O estado de São Paulo registrou no primeiro semestre o maior número de prisões e detenções desde 2020, com mais de 110 mil capturas, sendo dois terços em flagrante. O balanço foi celebrado pelo governo estadual, mas expõe um descompasso: faltam profissionais para acompanhar esses detentos e investigar os crimes.
De acordo com o Raio-X das Forças de Segurança Pública, divulgado nesta terça-feira (4/8) pelo Fórum Brasileiro de Segurança Pública (FBSP), a Polícia Penal paulista opera com apenas 71,6% do efetivo previsto. São 24.898 agentes para uma meta de 34.784, um déficit de quase 10 mil vagas.

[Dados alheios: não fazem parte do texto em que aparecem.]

#[cfg(test)]
mod tests {
    use super::*;
    use crate::domain::prelude_trait;
    use serde_json::json;

    fn id(s: &str) -> ShapeId {
        ShapeId::parse(s).unwrap()
    }

    fn visitor() -> LoaderVisitor {
        let mut visitor = LoaderVisitor::new();
        visitor.open_file("a.json");
        visitor.on_version("1.0").unwrap();
        visitor.on_namespace("ns").unwrap();
        visitor
    }

    fn structure(visitor: &LoaderVisitor, name: &str, member_target: &str) -> PendingShape {
        let container = visitor.define(name).unwrap();
        let member = PendingShape::new(
            ShapeBuilder::new(ShapeType::Member).id(container.with_member("m").unwrap()),
        )
        .reference(visitor.reference(member_target).unwrap(), |b, t| b.set_target(t));
        PendingShape::new(Shape::builder(ShapeType::Structure).id(container)).member(member)
    }

    #[test]
    fn forward_references_prefer_the_namespace_then_the_prelude() {
        let mut visitor = visitor();
        let a = structure(&visitor, "A", "String");
        let b = structure(&visitor, "B", "Later");
        let c = structure(&visitor, "C", "Missing");
        visitor.on_shape(a);
        visitor.on_shape(b);
        visitor.on_shape(c);
        visitor.on_shape(PendingShape::new(Shape::builder(ShapeType::Integer).id(id("ns#Later"))));

        let result = visitor.on_end();
        assert!(result.events().is_empty(), "{:#?}", result.events());
        let model = result.result();
        let target = |s: &str| model.get_shape(&id(s)).unwrap().target().cloned();
        assert_eq!(target("ns#A$m"), Some(id("smithy.api#String")));
        assert_eq!(target("ns#B$m"), Some(id("ns#Later")));
        assert_eq!(target("ns#C$m"), Some(id("ns#Missing")));
    }

    #[test]
    fn namespace_shapes_shadow_the_prelude() {
        let mut visitor = visitor();
        let a = structure(&visitor, "A", "String");
        visitor.on_shape(a);
        visitor.on_shape(PendingShape::new(Shape::builder(ShapeType::String).id(id("ns#String"))));
        let model = visitor.on_end().into_result().unwrap();
        assert_eq!(
            model.get_shape(&id("ns#A$m")).unwrap().target(),
            Some(&id("ns#String"))
        );
    }

    #[test]
    fn aliases_are_per_file() {
        let mut visitor = visitor();
        visitor.on_use(id("other#Thing")).unwrap();
        assert_eq!(
            visitor.reference("Thing").unwrap(),
            ShapeReference::Resolved(id("other#Thing"))
        );
        assert!(matches!(
            visitor.on_use(id("third#Thing")),
            Err(LoadError::AliasConflict { .. })
        ));
        assert!(matches!(visitor.define("Thing"), Err(LoadError::AliasConflict { .. })));

        visitor.open_file("b.json");
        assert!(matches!(visitor.reference("Thing"), Err(LoadError::MissingNamespace)));
        visitor.on_namespace("ns").unwrap();
        assert_eq!(
            visitor.reference("Thing").unwrap(),
            ShapeReference::Deferred {
                expected: id("ns#Thing")
            }
        );
    }

    #[test]
    fn versions_must_be_compatible() {
        let mut visitor = LoaderVisitor::new();
        assert!(matches!(
            visitor.on_version("2.0"),
            Err(LoadError::IncompatibleVersion { .. })
        ));
        visitor.on_version("1.0").unwrap();
        assert!(matches!(
            visitor.on_version("2.0"),
            Err(LoadError::ConflictingVersion { .. })
        ));
        assert_eq!(visitor.version(), Some("1.0"));
    }

    #[test]
    fn conflicting_trait_values_keep_the_first() {
        let mut visitor = visitor();
        visitor.on_shape(PendingShape::new(Shape::builder(ShapeType::String).id(id("ns#X"))));
        let name = visitor.reference("documentation").unwrap();
        visitor.on_trait(id("ns#X"), name.clone(), json!("foo"), SourceLocation::new("a.json", 1, 1));
        visitor.on_trait(id("ns#X"), name, json!("baz"), SourceLocation::new("b.json", 2, 2));

        let result = visitor.on_end();
        assert_eq!(result.events().len(), 1);
        let message = result.events()[0].message();
        assert!(message.contains("a.json:1:1") && message.contains("b.json:2:2"));
        let shape = result.result().get_shape(&id("ns#X")).unwrap();
        assert_eq!(
            shape.get_trait(&prelude_trait("documentation")).unwrap().value(),
            &json!("foo")
        );
    }

    #[test]
    fn array_traits_concatenate_and_equal_values_merge() {
        let mut visitor = visitor();
        visitor.on_shape(PendingShape::new(Shape::builder(ShapeType::String).id(id("ns#X"))));
        for (i, value) in [json!(["a"]), json!(["b"])].into_iter().enumerate() {
            let name = visitor.reference("tags").unwrap();
            visitor.on_trait(id("ns#X"), name, value, SourceLocation::new("a.json", i as u32 + 1, 1));
        }
        for line in [10, 11] {
            let name = visitor.reference("sensitive").unwrap();
            visitor.on_trait(id("ns#X"), name, Node::Null, SourceLocation::new("a.json", line, 1));
        }

        let model = visitor.on_end().into_result().unwrap();
        let shape = model.get_shape(&id("ns#X")).unwrap();
        assert_eq!(shape.get_trait(&prelude_trait("tags")).unwrap().value(), &json!(["a", "b"]));
        assert_eq!(shape.get_trait(&prelude_trait("sensitive")).unwrap().value(), &json!(true));
    }

    #[test]
    fn unknown_traits_and_targets() {
        let mut visitor = visitor().allow_unknown_traits(true);
        visitor.on_shape(PendingShape::new(Shape::builder(ShapeType::String).id(id("ns#X"))));
        let custom = visitor.reference("custom").unwrap();
        visitor.on_trait(id("ns#X"), custom, json!(true), SourceLocation::none());
        let docs = visitor.reference("documentation").unwrap();
        visitor.on_trait(id("ns#Nope"), docs, json!("x"), SourceLocation::none());

        let result = visitor.on_end();
        let severities: Vec<Severity> = result.events().iter().map(|e| e.severity()).collect();
        assert_eq!(severities, vec![Severity::Warning, Severity::Error]);
        assert!(result.events()[0].message().contains("Unable to resolve trait `custom`"));
        assert!(result.events()[1].message().contains("unknown shape `ns#Nope`"));
    }

    #[test]
    fn custom_trait_definitions_resolve_by_relative_name() {
        let mut visitor = visitor();
        visitor.on_shape(PendingShape::new(Shape::builder(ShapeType::Boolean).id(id("ns#marker"))));
        let definition = visitor.reference("trait").unwrap();
        visitor.on_trait(id("ns#marker"), definition, Node::Null, SourceLocation::none());
        visitor.on_shape(PendingShape::new(Shape::builder(ShapeType::String).id(id("ns#X"))));
        let marker = visitor.reference("marker").unwrap();
        visitor.on_trait(id("ns#X"), marker, Node::Null, SourceLocation::none());

        let model = visitor.on_end().into_result().unwrap();
        let shape = model.get_shape(&id("ns#X")).unwrap();
        assert_eq!(shape.get_trait(&id("ns#marker")).unwrap().value(), &json!(true));
        assert!(model.trait_definition(&id("ns#marker")).is_some());
    }

    #[test]
    fn duplicate_shapes() {
        let mut visitor = visitor();
        let same = || {
            PendingShape::new(
                Shape::builder(ShapeType::String)
                    .id(id("ns#S"))
                    .source(SourceLocation::new("a.json", 3, 1)),
            )
        };
        visitor.on_shape(same());
        visitor.on_shape(same());
        visitor.on_shape(PendingShape::new(
            Shape::builder(ShapeType::String)
                .id(id("ns#S"))
                .source(SourceLocation::new("b.json", 1, 1)),
        ));
        visitor.on_shape(PendingShape::new(
            Shape::builder(ShapeType::Integer)
                .id(id("ns#S"))
                .source(SourceLocation::new("c.json", 1, 1)),
        ));

        let result = visitor.on_end();
        assert_eq!(result.events().len(), 1, "{:#?}", result.events());
        assert!(result.events()[0].message().contains("a.json:3:1` and `c.json:1:1"));
        assert_eq!(
            result.result().get_shape(&id("ns#S")).unwrap().shape_type(),
            ShapeType::String
        );
    }

    #[test]
    fn conflicting_metadata() {
        let mut visitor = visitor();
        visitor.on_metadata("list", json!([1]), SourceLocation::new("a.json", 1, 1));
        visitor.on_metadata("list", json!([2]), SourceLocation::new("b.json", 1, 1));
        visitor.on_metadata("key", json!("a"), SourceLocation::new("a.json", 2, 1));
        visitor.on_metadata("key", json!("b"), SourceLocation::new("b.json", 2, 1));

        let result = visitor.on_end();
        assert_eq!(result.events().len(), 1);
        assert_eq!(result.result().metadata_property("list"), Some(&json!([1, 2])));
        assert_eq!(result.result().metadata_property("key"), Some(&json!("a")));
    }
}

Na Polícia Civil, a situação é semelhante: 19.420 agentes atuam, enquanto o planejado era 24.332, o que representa 79,8% de ocupação. A carência de investigadores e delegados afeta diretamente a apuração de delitos que migram das ruas para o ambiente digital, como golpes via Pix, WhatsApp e leilões fraudulentos.
O levantamento indica que o poder público tem priorizado o reforço de forças com atuação ostensiva, como a Polícia Militar e as guardas civis. Em São Paulo, a PM tem 87,7% das vagas preenchidas, o menor déficit proporcional do país, com 82.250 policiais para 93.802 previstos. Apenas o Ceará supera a meta, com um chamado 'superávit'.
As guardas civis municipais se consolidaram como a segunda maior força de segurança do estado, com 30.184 integrantes, superando a Polícia Civil em número de agentes. A capital paulista concentra 7.871 guardas, evidenciando o protagonismo crescente das prefeituras em uma área historicamente dominada pelo governo estadual.
O problema não é exclusivo de São Paulo: a média nacional de preenchimento de vagas é de 55,2% para policiais civis e 68,5% para policiais penais. A falta de efetivo é um gargalo que afeta a segurança pública em quase todos os estados, segundo o FBSP.
Sindicatos e associações de classe apontam as consequências práticas do déficit. A Associação dos Delegados de Polícia do Estado de São Paulo (Adpesp) afirma que a redução contínua do efetivo compromete a capacidade operacional, sobrecarrega os profissionais e enfraquece a investigação criminal.
A reposição insuficiente de servidores, somada a aposentadorias e à evasão de policiais para outras carreiras e estados, tem ampliado as dificuldades, destaca a Adpesp. A entidade também menciona a remuneração menos competitiva como fator de perda de talentos.
Especialistas ouvidos pelo Metrópoles reforçam que o investimento em tecnologia e inteligência é essencial, mas não substitui o contingente humano. A segurança pública exige planejamento de longo prazo e valorização das carreiras, alertam.
O governo estadual ainda não se manifestou sobre os dados do raio-x. A expectativa é que o tema seja debatido em audiências públicas e na Assembleia Legislativa, diante da pressão por concursos e melhores condições de trabalho.
Enquanto isso, a população sente os efeitos da falta de policiais na resolução de crimes e na superlotação dos presídios, onde o efetivo penal insuficiente dificulta a gestão e a segurança das unidades.
A situação exige medidas urgentes das autoridades para reverter o quadro e garantir que o aumento das prisões não se transforme em um problema ainda maior para o sistema prisional e para a sociedade paulista.